Accelerated materials design of fast oxygen ionic conductors based on first principles calculations

Over the past decades, significant research efforts have been dedicated to seeking fast oxygen ion conductor materials, which have important technological applications in electrochemical devices such as solid oxide fuel cells, oxygen separation membranes, and sensors. Recently, Na$_{0.5}$Bi$_{0.5}$TiO$_{3}$ (NBT) was reported as a new family of fast oxygen ionic conductor. We will present our first principles computation study aims to understand the O diffusion mechanisms in the NBT material and to design this material with enhanced oxygen ionic conductivity. Using the NBT materials as an example, we demonstrate the computation capability to evaluate the phase stability, chemical stability, and ionic diffusion of the ionic conductor materials.

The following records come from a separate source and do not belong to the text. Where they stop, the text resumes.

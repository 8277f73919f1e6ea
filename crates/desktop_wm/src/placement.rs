//! New-window placement strategies. Placement is a seam so hosts get the
//! randomized scatter while tests inject a deterministic grid.

use crate::model::PointerPosition;

/// Region new windows are scattered over. Keeps every title bar inside a
/// safe on-screen margin even on small viewports.
const PLACEMENT_MIN_X: i32 = 40;
const PLACEMENT_MAX_X: i32 = 180;
const PLACEMENT_MIN_Y: i32 = 48;
const PLACEMENT_MAX_Y: i32 = 188;

/// Chooses the top-left corner for a newly created window.
///
/// `sequence` is the window's creation number (its id), so deterministic
/// strategies can derive stable per-window offsets from it.
pub trait PlacementStrategy {
    fn place(&mut self, sequence: u64) -> PointerPosition;
}

/// Scatters new windows pseudo-randomly inside the safe margin so
/// consecutive opens never stack perfectly.
#[derive(Debug)]
pub struct RandomPlacement {
    rng: fastrand::Rng,
}

impl RandomPlacement {
    pub fn new() -> Self {
        Self {
            rng: fastrand::Rng::new(),
        }
    }

    /// Seeded variant for reproducible placement.
    pub fn with_seed(seed: u64) -> Self {
        Self {
            rng: fastrand::Rng::with_seed(seed),
        }
    }
}

impl Default for RandomPlacement {
    fn default() -> Self {
        Self::new()
    }
}

impl PlacementStrategy for RandomPlacement {
    fn place(&mut self, _sequence: u64) -> PointerPosition {
        PointerPosition {
            x: self.rng.i32(PLACEMENT_MIN_X..=PLACEMENT_MAX_X),
            y: self.rng.i32(PLACEMENT_MIN_Y..=PLACEMENT_MAX_Y),
        }
    }
}

/// Deterministic diagonal grid derived from the window's creation number.
#[derive(Debug, Clone, Copy, Default)]
pub struct GridPlacement;

impl PlacementStrategy for GridPlacement {
    fn place(&mut self, sequence: u64) -> PointerPosition {
        let offset = (sequence.saturating_sub(1) % 8) as i32 * 20;
        PointerPosition {
            x: PLACEMENT_MIN_X + offset,
            y: PLACEMENT_MIN_Y + offset,
        }
    }
}
//! Virtual desktop management: named workspaces that partition window
//! membership over the single window registry.

use thiserror::Error;
use tracing::debug;

use crate::model::{DesktopId, DesktopSettings, VirtualDesktop, WindowId};
use crate::registry::{ShellEffect, WindowManager};

/// Delay before the host clears the desktop-switch transition flag.
pub const DESKTOP_TRANSITION_MS: u32 = 300;

#[derive(Debug, Error, Clone, PartialEq, Eq)]
/// The one hard error in the core. Everything else the shell can normalize
/// locally; losing the always-at-least-one-desktop invariant it cannot.
pub enum ShellError {
    /// Refused to delete the only remaining virtual desktop.
    #[error("the last virtual desktop cannot be deleted")]
    LastDesktop,
}

impl WindowManager {
    /// Creates a desktop with empty window membership, appended to the
    /// desktop list.
    pub fn create_desktop(
        &mut self,
        name: impl Into<String>,
        settings: Option<DesktopSettings>,
    ) -> DesktopId {
        let id = self.allocate_desktop_id();
        let now = self.clock.now();
        self.state.desktops.push(VirtualDesktop {
            id,
            name: name.into(),
            wallpaper_id: crate::model::DEFAULT_WALLPAPER_ID.to_string(),
            windows: Vec::new(),
            settings: settings.unwrap_or_default(),
            created_at: now,
            updated_at: now,
        });
        debug!(desktop = ?id, "created desktop");
        self.note_state_changed();
        id
    }

    /// Deletes a desktop, re-homing its member windows to the first
    /// remaining desktop. The active desktop falls back there too.
    ///
    /// # Errors
    ///
    /// Returns [`ShellError::LastDesktop`] when `id` names the only
    /// remaining desktop; the desktop list is left unchanged.
    pub fn delete_desktop(&mut self, id: DesktopId) -> Result<(), ShellError> {
        let Some(index) = self.state.desktops.iter().position(|d| d.id == id) else {
            return Ok(());
        };
        if self.state.desktops.len() == 1 {
            return Err(ShellError::LastDesktop);
        }

        let removed = self.state.desktops.remove(index);
        let fallback = self.state.desktops[0].id;
        if !removed.windows.is_empty() {
            let now = self.clock.now();
            if let Some(target) = self.state.desktop_mut(fallback) {
                target.windows.extend(removed.windows.iter().copied());
                target.updated_at = now;
            }
        }
        if self.state.active_desktop == removed.id {
            self.state.active_desktop = fallback;
        }

        debug!(desktop = ?id, "deleted desktop");
        self.note_state_changed();
        Ok(())
    }

    /// Activates a desktop and raises the transient transition flag.
    ///
    /// The flag is timing-only state: the host receives a
    /// [`ShellEffect::ClearDesktopTransitionAfter`] intent and calls
    /// [`Self::clear_desktop_transition`] when the delay elapses.
    pub fn switch_to_desktop(&mut self, id: DesktopId) {
        if self.state.desktop(id).is_none() {
            return;
        }
        self.state.active_desktop = id;
        self.state.is_transitioning = true;
        self.effects.push(ShellEffect::ClearDesktopTransitionAfter {
            delay_ms: DESKTOP_TRANSITION_MS,
        });
        self.note_state_changed();
    }

    /// Clears the transition flag unconditionally.
    ///
    /// No token ties a clear to the switch that scheduled it: when a second
    /// switch lands mid-transition, the first switch's timer still decides
    /// when the flag drops. Known quirk, pinned by a test.
    pub fn clear_desktop_transition(&mut self) {
        if self.state.is_transitioning {
            self.state.is_transitioning = false;
            self.note_state_changed();
        }
    }

    /// Moves a window's membership to `desktop_id`, removing it from every
    /// other desktop so each window belongs to exactly one.
    pub fn move_window_to_desktop(&mut self, window_id: WindowId, desktop_id: DesktopId) {
        if self.state.window(window_id).is_none() || self.state.desktop(desktop_id).is_none() {
            return;
        }
        let now = self.clock.now();
        for desktop in &mut self.state.desktops {
            let before = desktop.windows.len();
            desktop.windows.retain(|w| *w != window_id);
            if desktop.windows.len() != before {
                desktop.updated_at = now;
            }
        }
        if let Some(target) = self.state.desktop_mut(desktop_id) {
            target.windows.push(window_id);
            target.updated_at = now;
        }
        self.note_state_changed();
    }

    /// Clones a desktop's wallpaper and settings into a new desktop with
    /// empty window membership. Windows are never duplicated.
    pub fn duplicate_desktop(&mut self, id: DesktopId, name: Option<String>) -> Option<DesktopId> {
        let source = self.state.desktop(id)?;
        let name = name.unwrap_or_else(|| format!("{} copy", source.name));
        let wallpaper_id = source.wallpaper_id.clone();
        let settings = source.settings.clone();

        let new_id = self.allocate_desktop_id();
        let now = self.clock.now();
        self.state.desktops.push(VirtualDesktop {
            id: new_id,
            name,
            wallpaper_id,
            windows: Vec::new(),
            settings,
            created_at: now,
            updated_at: now,
        });
        self.note_state_changed();
        Some(new_id)
    }

    pub fn rename_desktop(&mut self, id: DesktopId, name: impl Into<String>) {
        let now = self.clock.now();
        let Some(desktop) = self.state.desktop_mut(id) else {
            return;
        };
        desktop.name = name.into();
        desktop.updated_at = now;
        self.note_state_changed();
    }

    pub fn set_desktop_wallpaper(&mut self, id: DesktopId, wallpaper_id: impl Into<String>) {
        let now = self.clock.now();
        let Some(desktop) = self.state.desktop_mut(id) else {
            return;
        };
        desktop.wallpaper_id = wallpaper_id.into();
        desktop.updated_at = now;
        self.note_state_changed();
    }

    pub fn update_desktop_settings(&mut self, id: DesktopId, settings: DesktopSettings) {
        let now = self.clock.now();
        let Some(desktop) = self.state.desktop_mut(id) else {
            return;
        };
        desktop.settings = settings;
        desktop.updated_at = now;
        self.note_state_changed();
    }

    /// Windows belonging to the active desktop, in collection order.
    pub fn windows_on_active_desktop(&self) -> Vec<WindowId> {
        self.state
            .desktop(self.state.active_desktop)
            .map(|desktop| desktop.windows.clone())
            .unwrap_or_default()
    }

    fn allocate_desktop_id(&mut self) -> DesktopId {
        let id = DesktopId(self.state.next_desktop_id);
        self.state.next_desktop_id = self.state.next_desktop_id.saturating_add(1);
        id
    }
}
pub mod account;
pub mod amount;
pub mod config;
pub mod counter;
pub mod error;
pub mod sync;
pub mod token;

pub use account::AccountId;
pub use counter::Counter;
pub use error::LedgerError;
pub use primitive_types::U256;
pub use sync::Shared;
pub use token::{TokenLedger, TokenMetadata};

We reveal the effects of local atomistic configurations and dopants on oxygen diffusion and identify the intrinsic limiting factors in increasing the ionic conductivity of the NBT materials. Novel doping strategies were predicted and demonstrated by the first principles calculations. In particular, the K doped NBT compound achieved good phase stability and an order of magnitude increase in oxygen ionic conductivity of up to 0.1 S cm$^{-1}$ at 900 K compared to the experimental Mg doped compositions. Our results provide new avenues for the future design of the NBT materials and demonstrate the accelerated design of new ionic conductor materials based on first principles techniques. This computation methodology and workflow can be applied to the materials design of any (e.g. Li$+$, Na$+)$ fast ion-conducting materials.